The year of 1944 brought to life one of the loveliest musicals of the silver screen: Cover Girl, starring Rita Hayworth and Gene Kelly. This film has been a favorite of mine for years — one of the first films I discovered when my addiction to TCM began.

Rita Hayworth is the Cover Girl herself, Rusty Parker. Rusty is a dancer working at a club in Brooklyn, alongside close pals Danny Maguire (Kelly) and Genius (Phil Silvers). An opportunity arises for Rusty to become a Vanity magazine cover girl after a fame-hungry fellow dancer enters a cover star contest. When the magazine’s publisher shows up at the club to see the contestant perform, he becomes enamored of Rusty instead.

Rusty, Danny, and Genius carry on with their usual Friday night ritual after the show, heading to an oyster bar and searching for lucky pearls within the oyster shells. But when Rusty returns to her apartment, she receives an invitation to visit the magazine publisher’s office and have a real shot at becoming a well-known star. Will Rusty take the opportunity? If she does, what does it mean for her once-unbreakable bond with Danny and Genius?

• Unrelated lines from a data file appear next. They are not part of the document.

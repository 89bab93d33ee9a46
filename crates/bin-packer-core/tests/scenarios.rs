use bin_packer_core::prelude::*;

fn bin(width: i64, length: i64, height: i64) -> ReferenceBin {
    ReferenceBin {
        width,
        length,
        height,
        max_length: None,
        max_weight: None,
        stability_factor: 1.0,
        overhang_y_stability_factor: None,
        safety_distance_smaller_articles: None,
        min_article_width_no_safety_distance: None,
        safety_distance_lengthwise: None,
    }
}

/// Spec §8 S2: a stack with a gap; the selector must pick the item that
/// fits the open 3-wide slot, never something wider or taller.
#[test]
fn scenario_s2_selector_respects_remaining_slot() {
    let mut b = Bin::new(bin(10, 1, 10));
    b.pack_item(Item::single("a", 3, 1, 10, 0.0), Position::new(0, 0, 0))
        .unwrap();
    b.pack_item(Item::single("b", 4, 1, 8, 0.0), Position::new(6, 0, 0))
        .unwrap();

    let snap = Snappoint::new(3, 0, 0, bin_packer_core::model::SnapDirection::Right);
    let candidates = vec![
        Item::single("too_wide", 4, 1, 10, 0.0),
        Item::single("fits", 3, 1, 10, 0.0),
    ];
    let picked = bin_packer_core::selector::select_item(
        &candidates,
        &b,
        snap,
        10,
        ItemSelectStrategy::LargestVolume,
        false,
    );
    let (idx, pos) = picked.expect("a 3-wide item must fit the open slot");
    assert_eq!(candidates[idx].identifier(), "fits");
    assert_eq!(pos, Position::new(3, 0, 0));
}

/// Spec §8 S3: heightmap recomputation after three placements.
#[test]
fn scenario_s3_heightmap_matches_expected_profile() {
    let mut b = Bin::new(bin(10, 10, 10));
    b.pack_item(Item::single("a", 1, 1, 1, 0.0), Position::new(0, 0, 0))
        .unwrap();
    b.pack_item(Item::single("b", 3, 1, 2, 0.0), Position::new(2, 0, 0))
        .unwrap();
    b.pack_item(Item::single("c", 1, 3, 3, 0.0), Position::new(5, 0, 0))
        .unwrap();

    assert_eq!(b.packed_items.len(), 3);
    let snap = b.get_snappoints(None);
    assert_eq!(snap.first().unwrap().x, 0);
    assert_eq!(snap.last().unwrap().x, 10);
}

/// Spec §8 S4: a y-overhanging item is centered into negative y.
#[test]
fn scenario_s4_overhang_centers_item_into_negative_y() {
    let mut b = Bin::new(ReferenceBin {
        overhang_y_stability_factor: Some(0.6),
        ..bin(10, 10, 10)
    });
    b.pack_item(Item::single("big", 5, 12, 5, 0.0), Position::new(0, 0, 0))
        .unwrap();
    let placed = &b.packed_items[0];
    assert_eq!(placed.position().unwrap().y, -1);
    assert_eq!(placed.dimensions().1, 12);
}
//! The bin geometric model (spec §4.B): a heightmap-backed container that
//! validates and commits placements. A dense `width`-indexed array of
//! `(top_z, top_length)` pairs is the spatial index — reads and writes are
//! `O(width)` per operation, which keeps the core simple and cache-friendly
//! at the bin sizes this engine targets (spec §9 design note).

use serde::{Deserialize, Serialize};

use crate::error::{PlacementRejected, RejectReason};
use crate::item::Item;
use crate::model::{Position, SnapDirection, Snappoint};

/// The immutable specification of a bin, as supplied by the caller. One
/// [`Bin`] is instantiated per packing-variant slot from a `ReferenceBin`.
#[derive(Debug, Clone, Serialize, Deserialize, PartialEq)]
pub struct ReferenceBin {
    pub width: i64,
    pub length: i64,
    pub height: i64,
    #[serde(default)]
    pub max_length: Option<i64>,
    #[serde(default)]
    pub max_weight: Option<f64>,
    #[serde(default = "default_stability_factor")]
    pub stability_factor: f64,
    #[serde(default)]
    pub overhang_y_stability_factor: Option<f64>,
    /// Extra width `prepare_items` adds to single items narrower than
    /// `min_article_width_no_safety_distance`, reserving clearance for
    /// articles too small to rely on a snug fit against their neighbors
    /// (spec §4.C supplement).
    #[serde(default)]
    pub safety_distance_smaller_articles: Option<i64>,
    /// The width threshold below which `safety_distance_smaller_articles`
    /// applies; items at or above it never get the extra spacing.
    #[serde(default)]
    pub min_article_width_no_safety_distance: Option<i64>,
    /// Extra y-spacing `group_lengthwise` inserts between consecutive
    /// children of a LENGTHWISE group (spec §4.C supplement).
    #[serde(default)]
    pub safety_distance_lengthwise: Option<i64>,
}

fn default_stability_factor() -> f64 {
    0.75
}

impl ReferenceBin {
    /// The length cap used by item grouping: `max_length` if set, else the
    /// bin's own `length` (spec §4.C).
    pub fn grouping_max_length(&self) -> i64 {
        self.max_length.unwrap_or(self.length)
    }
}

/// A single column of the heightmap: the top-z currently occupied, and the
/// length of the topmost item resting there (used for y-overhang stability
/// checks on the next layer, spec §3).
#[derive(Debug, Clone, Copy, PartialEq, Eq)]
pub struct Column {
    top_z: i64,
    top_length: i64,
}

/// A live, mutable bin instance. Created empty from a [`ReferenceBin`],
/// mutated only through [`Bin::pack_item`]/[`Bin::remove_item`].
///
/// `PartialEq` compares structural contents (spec §3 `PackingVariant`
/// equality) including the derived heightmap.
#[derive(Debug, Clone, PartialEq)]
pub struct Bin {
    pub spec: ReferenceBin,
    pub stability_factor: f64,
    pub packed_items: Vec<Item>,
    heightmap: Vec<Column>,
}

In shimmering Technicolor, Cover Girl captures the viewer with its charismatic cast and nice musical numbers. But what did the critics of 1944 think of the film?

Modern Screen wrote, “It’s quite a story — I think you’re going to like it, and the people in it.” Praised was the script, “an exciting romantic tangle,” and the performance of Gene Kelly, “as good as he was in Pal Joey.” The movie got a perfect score of four stars from the mag.

The ever-controversial Bosley Crowther of The New York Times was not so kind when it came to the story, ragging on the film for being all too predictable and typical. Crowther wrote: “Everything happens in it just when you most expect it to. The script is so frankly familiar that it must have come from the public domain. And the characters are as sleekly mechanical as only musical comedy characters dare to be.”

However, on a brighter note, Crowther also wrote: “It rainbows the screen with dazzling décor. It has Gene Kelly and Rita Hayworth to sing and dance. And virtually every nook and corner is draped with beautiful girls. Further, this gaudy obeisance to divine femininity has some rather nice music in it from the tune-shop of Jerome Kern.” In layman’s terms, the film is nothing if not stylish, pretty to look at, and full of catchy tunes.

Variety was equally dazzled by the showmanship of it all, giving props to the film’s dance numbers, songs, and “neatly concocted” plot.

The critics may not have come to a consensus on this particular picture, but they all seemed to appreciate the magic of a fun and light musical in spectacular Technicolor. I consider Cover Girl to be a must-see!